* **ACTIVITY**: Leaving out every line before the one with "Exit code description", write out the rest of the records below exactly.

(Collected data entries)
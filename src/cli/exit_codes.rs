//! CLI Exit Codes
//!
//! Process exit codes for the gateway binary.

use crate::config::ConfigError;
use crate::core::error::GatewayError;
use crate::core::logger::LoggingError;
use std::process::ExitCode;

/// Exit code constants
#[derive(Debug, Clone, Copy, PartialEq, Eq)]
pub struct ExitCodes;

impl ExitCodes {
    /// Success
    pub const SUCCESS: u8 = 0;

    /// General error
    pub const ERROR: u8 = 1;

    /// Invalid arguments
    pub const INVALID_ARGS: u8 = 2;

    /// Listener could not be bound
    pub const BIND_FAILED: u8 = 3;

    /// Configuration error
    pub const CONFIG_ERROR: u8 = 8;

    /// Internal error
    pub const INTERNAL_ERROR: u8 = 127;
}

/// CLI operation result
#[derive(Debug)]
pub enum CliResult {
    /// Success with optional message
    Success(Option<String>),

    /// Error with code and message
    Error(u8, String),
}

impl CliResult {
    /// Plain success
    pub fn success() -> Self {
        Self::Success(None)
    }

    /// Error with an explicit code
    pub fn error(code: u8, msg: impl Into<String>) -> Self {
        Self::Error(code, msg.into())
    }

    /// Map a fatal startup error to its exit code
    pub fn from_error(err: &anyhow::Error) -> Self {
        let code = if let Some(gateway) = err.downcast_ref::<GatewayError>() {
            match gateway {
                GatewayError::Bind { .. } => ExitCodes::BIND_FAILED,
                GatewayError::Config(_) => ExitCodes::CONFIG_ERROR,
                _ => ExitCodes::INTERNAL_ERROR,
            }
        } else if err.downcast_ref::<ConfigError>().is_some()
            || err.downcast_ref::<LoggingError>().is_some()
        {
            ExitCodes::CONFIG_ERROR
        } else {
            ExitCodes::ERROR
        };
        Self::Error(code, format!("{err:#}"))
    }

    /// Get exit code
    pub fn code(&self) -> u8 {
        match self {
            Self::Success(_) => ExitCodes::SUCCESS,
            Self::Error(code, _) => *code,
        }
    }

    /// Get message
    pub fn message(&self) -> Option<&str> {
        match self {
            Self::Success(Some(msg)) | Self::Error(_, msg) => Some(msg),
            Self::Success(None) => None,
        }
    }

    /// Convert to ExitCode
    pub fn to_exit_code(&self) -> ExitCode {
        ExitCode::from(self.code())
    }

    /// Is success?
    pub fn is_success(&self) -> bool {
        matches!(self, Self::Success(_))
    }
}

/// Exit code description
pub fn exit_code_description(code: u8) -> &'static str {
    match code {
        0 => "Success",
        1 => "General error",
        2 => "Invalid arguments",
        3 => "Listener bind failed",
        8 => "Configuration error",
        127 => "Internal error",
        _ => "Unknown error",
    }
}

* **TASK RESULT**:
/// Exit code description
pub fn exit_code_description(code: u8) -> &'static str {
    match code {
        0 => "Success",
        1 => "General error",
        2 => "Invalid arguments",
        3 => "Listener bind failed",
        8 => "Configuration error",
        127 => "Internal error",
        _ => "Unknown error",
    }
}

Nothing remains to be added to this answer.